ASSIGNMENT. Write out, word for word, the part of the listing below that opens with the line containing "filename crates/tessera/src/compose.rs" and closes with the line containing "a grid composite.", keeping both of those lines and adding no others.

++++ GIVEN RECORDS

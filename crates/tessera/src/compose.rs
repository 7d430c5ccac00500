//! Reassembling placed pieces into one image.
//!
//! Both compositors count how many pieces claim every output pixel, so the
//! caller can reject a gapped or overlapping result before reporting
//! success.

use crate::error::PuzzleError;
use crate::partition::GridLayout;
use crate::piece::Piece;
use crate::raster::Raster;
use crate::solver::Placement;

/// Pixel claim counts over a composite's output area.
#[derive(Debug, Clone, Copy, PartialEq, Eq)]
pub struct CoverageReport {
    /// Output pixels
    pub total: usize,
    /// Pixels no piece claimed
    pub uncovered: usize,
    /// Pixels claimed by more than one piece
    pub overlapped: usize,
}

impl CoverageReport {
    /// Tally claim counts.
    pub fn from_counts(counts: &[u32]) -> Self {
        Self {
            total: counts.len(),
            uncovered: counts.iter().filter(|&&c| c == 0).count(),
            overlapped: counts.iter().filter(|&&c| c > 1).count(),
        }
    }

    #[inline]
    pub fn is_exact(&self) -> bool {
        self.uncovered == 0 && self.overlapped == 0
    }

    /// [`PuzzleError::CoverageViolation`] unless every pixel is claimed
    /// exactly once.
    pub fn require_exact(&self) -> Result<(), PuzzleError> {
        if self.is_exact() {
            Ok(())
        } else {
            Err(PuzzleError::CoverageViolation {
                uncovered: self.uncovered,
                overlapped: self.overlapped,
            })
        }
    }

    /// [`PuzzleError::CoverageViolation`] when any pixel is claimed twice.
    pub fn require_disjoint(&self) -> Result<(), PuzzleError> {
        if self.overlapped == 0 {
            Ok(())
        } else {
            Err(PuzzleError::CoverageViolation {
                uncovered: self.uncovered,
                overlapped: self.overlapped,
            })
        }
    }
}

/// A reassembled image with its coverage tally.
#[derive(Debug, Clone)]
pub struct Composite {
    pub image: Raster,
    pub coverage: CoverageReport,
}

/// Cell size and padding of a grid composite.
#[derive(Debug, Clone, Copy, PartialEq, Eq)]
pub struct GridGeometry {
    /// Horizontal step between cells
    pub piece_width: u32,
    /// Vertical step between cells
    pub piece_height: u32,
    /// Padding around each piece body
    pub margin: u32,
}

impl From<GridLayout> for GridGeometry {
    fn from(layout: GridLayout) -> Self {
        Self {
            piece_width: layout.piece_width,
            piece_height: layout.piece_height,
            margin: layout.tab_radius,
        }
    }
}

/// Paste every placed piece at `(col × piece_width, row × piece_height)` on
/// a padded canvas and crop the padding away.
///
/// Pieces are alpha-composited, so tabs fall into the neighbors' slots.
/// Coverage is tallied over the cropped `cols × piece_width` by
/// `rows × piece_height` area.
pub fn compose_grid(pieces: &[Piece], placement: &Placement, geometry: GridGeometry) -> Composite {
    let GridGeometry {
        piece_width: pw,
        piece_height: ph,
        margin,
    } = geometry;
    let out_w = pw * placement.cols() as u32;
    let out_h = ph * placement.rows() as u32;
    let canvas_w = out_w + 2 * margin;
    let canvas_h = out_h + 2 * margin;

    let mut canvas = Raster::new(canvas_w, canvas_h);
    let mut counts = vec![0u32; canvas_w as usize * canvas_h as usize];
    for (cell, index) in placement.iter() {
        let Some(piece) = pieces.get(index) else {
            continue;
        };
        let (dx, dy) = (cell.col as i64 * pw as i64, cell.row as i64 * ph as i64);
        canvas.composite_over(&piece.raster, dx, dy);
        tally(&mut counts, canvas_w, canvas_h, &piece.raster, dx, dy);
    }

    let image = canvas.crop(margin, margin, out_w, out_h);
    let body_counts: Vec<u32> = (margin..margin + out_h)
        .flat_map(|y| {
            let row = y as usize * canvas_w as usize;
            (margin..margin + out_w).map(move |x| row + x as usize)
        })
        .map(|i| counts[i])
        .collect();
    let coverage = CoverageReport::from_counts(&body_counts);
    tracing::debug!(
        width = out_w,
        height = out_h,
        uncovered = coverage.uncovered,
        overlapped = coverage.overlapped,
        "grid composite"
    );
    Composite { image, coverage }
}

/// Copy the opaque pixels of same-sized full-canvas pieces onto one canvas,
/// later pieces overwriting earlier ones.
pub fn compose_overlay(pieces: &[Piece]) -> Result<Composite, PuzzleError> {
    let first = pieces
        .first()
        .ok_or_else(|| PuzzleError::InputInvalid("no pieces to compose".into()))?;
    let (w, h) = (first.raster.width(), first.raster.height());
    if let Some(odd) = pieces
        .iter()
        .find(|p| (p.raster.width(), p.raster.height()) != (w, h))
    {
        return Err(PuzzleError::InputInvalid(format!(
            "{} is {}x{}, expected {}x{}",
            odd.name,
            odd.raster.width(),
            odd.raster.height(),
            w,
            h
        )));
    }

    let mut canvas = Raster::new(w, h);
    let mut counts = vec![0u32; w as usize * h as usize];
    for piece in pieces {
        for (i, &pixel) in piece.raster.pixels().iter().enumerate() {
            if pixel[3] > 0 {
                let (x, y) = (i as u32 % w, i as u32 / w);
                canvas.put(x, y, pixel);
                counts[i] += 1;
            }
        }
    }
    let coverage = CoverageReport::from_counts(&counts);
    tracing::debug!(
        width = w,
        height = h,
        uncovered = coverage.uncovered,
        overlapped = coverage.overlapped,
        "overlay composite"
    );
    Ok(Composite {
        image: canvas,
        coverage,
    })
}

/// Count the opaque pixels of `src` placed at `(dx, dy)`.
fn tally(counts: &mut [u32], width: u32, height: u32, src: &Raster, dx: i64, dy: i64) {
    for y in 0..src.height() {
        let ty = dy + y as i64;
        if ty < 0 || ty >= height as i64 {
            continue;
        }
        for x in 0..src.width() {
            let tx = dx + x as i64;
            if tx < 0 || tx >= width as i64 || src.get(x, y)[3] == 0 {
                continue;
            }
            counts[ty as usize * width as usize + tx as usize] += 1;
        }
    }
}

++++++++
++++ GIVEN RECORDS

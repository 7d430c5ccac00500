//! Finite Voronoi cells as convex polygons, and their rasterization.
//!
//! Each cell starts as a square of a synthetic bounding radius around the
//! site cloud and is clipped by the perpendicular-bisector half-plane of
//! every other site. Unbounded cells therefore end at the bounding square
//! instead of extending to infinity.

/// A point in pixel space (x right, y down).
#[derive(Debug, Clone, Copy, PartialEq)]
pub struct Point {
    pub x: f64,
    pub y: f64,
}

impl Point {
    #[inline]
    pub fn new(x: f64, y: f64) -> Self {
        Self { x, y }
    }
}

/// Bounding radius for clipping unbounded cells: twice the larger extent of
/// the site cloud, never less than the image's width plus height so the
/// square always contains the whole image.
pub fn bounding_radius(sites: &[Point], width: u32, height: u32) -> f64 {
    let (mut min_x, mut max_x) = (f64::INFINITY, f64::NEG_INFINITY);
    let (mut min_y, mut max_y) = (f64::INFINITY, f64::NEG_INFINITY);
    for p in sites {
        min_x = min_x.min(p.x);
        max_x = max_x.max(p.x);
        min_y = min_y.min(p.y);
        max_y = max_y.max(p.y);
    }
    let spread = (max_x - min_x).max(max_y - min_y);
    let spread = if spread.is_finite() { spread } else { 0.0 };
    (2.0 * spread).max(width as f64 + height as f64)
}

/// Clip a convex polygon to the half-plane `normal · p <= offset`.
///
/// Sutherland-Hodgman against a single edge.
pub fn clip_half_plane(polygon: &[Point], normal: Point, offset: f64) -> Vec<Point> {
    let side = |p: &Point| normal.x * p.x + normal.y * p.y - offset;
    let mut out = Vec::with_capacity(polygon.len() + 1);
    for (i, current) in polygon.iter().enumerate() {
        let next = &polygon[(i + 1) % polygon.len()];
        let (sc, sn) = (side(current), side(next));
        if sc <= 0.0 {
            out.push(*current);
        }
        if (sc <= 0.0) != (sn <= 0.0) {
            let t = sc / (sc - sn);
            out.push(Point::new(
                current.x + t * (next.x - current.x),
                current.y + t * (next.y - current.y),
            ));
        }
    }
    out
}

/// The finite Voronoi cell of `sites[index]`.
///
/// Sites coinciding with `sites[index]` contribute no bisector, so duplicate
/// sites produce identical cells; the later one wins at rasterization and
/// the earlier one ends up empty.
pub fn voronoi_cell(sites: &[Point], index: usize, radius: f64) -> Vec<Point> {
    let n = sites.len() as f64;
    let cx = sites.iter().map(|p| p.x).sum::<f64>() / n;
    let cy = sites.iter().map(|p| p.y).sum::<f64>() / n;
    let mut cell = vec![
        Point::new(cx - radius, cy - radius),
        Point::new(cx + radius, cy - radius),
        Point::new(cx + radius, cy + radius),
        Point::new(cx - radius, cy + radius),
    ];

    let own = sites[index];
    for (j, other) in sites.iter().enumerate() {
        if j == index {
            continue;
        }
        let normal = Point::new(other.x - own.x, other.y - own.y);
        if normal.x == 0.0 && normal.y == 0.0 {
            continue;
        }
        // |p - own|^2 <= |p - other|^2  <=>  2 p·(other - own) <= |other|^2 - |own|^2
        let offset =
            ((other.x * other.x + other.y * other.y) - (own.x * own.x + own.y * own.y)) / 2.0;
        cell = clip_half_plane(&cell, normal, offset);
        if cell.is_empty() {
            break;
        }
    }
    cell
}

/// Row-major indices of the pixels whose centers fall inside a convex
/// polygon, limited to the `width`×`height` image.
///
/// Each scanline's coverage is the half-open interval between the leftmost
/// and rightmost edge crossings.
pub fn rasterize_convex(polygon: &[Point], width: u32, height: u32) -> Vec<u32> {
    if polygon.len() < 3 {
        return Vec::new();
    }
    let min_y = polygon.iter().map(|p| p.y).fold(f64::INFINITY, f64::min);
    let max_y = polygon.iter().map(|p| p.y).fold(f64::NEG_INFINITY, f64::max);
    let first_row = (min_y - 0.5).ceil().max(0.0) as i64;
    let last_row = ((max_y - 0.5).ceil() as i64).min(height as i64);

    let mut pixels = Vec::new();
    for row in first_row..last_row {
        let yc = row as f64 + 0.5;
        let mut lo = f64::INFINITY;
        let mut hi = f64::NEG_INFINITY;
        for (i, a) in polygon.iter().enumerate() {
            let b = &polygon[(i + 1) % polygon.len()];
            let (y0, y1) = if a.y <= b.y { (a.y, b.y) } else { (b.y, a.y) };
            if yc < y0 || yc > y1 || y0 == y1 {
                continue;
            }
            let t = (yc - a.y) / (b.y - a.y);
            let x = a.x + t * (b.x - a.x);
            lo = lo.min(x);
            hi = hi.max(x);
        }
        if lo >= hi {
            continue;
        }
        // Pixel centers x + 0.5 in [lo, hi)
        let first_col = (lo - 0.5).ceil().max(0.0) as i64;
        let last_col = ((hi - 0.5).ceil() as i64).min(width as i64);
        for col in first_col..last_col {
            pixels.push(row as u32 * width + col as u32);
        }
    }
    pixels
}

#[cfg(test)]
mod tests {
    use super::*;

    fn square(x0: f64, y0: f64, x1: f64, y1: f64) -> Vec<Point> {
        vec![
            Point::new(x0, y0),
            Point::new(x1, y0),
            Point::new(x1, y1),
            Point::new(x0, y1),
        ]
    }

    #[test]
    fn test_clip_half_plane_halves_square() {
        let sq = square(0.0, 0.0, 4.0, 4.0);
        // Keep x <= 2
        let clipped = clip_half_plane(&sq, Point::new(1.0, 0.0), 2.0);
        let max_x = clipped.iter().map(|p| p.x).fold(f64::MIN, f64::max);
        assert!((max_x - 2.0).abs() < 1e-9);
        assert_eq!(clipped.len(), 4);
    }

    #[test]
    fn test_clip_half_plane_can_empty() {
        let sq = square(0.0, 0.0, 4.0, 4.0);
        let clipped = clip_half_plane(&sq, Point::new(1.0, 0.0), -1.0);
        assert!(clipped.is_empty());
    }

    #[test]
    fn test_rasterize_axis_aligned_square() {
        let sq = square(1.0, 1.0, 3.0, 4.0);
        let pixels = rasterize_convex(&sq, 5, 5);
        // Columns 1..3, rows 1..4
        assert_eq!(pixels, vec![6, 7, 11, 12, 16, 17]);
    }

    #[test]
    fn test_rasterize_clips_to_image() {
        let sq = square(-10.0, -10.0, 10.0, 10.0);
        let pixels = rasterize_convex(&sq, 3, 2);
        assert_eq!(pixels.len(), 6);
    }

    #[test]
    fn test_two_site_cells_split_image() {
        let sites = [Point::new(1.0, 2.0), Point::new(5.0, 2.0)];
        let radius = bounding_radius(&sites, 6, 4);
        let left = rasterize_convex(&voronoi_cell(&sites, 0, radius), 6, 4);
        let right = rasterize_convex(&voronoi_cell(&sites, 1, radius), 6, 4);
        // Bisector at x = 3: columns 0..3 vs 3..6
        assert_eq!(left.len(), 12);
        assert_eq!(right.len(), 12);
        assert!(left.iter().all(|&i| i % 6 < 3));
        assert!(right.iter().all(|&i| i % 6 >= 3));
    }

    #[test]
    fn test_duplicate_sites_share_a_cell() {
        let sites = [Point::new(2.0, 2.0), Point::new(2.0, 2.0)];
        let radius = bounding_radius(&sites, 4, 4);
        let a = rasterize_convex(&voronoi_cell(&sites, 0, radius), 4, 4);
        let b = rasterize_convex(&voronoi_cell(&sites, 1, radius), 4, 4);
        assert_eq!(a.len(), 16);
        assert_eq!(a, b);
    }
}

++++++++

EXERCISE RESULT.
filename crates/tessera/src/compose.rs
repository 7d430c5ccac00500
//! Reassembling placed pieces into one image.
//!
//! Both compositors count how many pieces claim every output pixel, so the
//! caller can reject a gapped or overlapping result before reporting
//! success.

use crate::error::PuzzleError;
use crate::partition::GridLayout;
use crate::piece::Piece;
use crate::raster::Raster;
use crate::solver::Placement;

/// Pixel claim counts over a composite's output area.
#[derive(Debug, Clone, Copy, PartialEq, Eq)]
pub struct CoverageReport {
    /// Output pixels
    pub total: usize,
    /// Pixels no piece claimed
    pub uncovered: usize,
    /// Pixels claimed by more than one piece
    pub overlapped: usize,
}

impl CoverageReport {
    /// Tally claim counts.
    pub fn from_counts(counts: &[u32]) -> Self {
        Self {
            total: counts.len(),
            uncovered: counts.iter().filter(|&&c| c == 0).count(),
            overlapped: counts.iter().filter(|&&c| c > 1).count(),
        }
    }

    #[inline]
    pub fn is_exact(&self) -> bool {
        self.uncovered == 0 && self.overlapped == 0
    }

    /// [`PuzzleError::CoverageViolation`] unless every pixel is claimed
    /// exactly once.
    pub fn require_exact(&self) -> Result<(), PuzzleError> {
        if self.is_exact() {
            Ok(())
        } else {
            Err(PuzzleError::CoverageViolation {
                uncovered: self.uncovered,
                overlapped: self.overlapped,
            })
        }
    }

    /// [`PuzzleError::CoverageViolation`] when any pixel is claimed twice.
    pub fn require_disjoint(&self) -> Result<(), PuzzleError> {
        if self.overlapped == 0 {
            Ok(())
        } else {
            Err(PuzzleError::CoverageViolation {
                uncovered: self.uncovered,
                overlapped: self.overlapped,
            })
        }
    }
}

/// A reassembled image with its coverage tally.
#[derive(Debug, Clone)]
pub struct Composite {
    pub image: Raster,
    pub coverage: CoverageReport,
}

/// Cell size and padding of a grid composite.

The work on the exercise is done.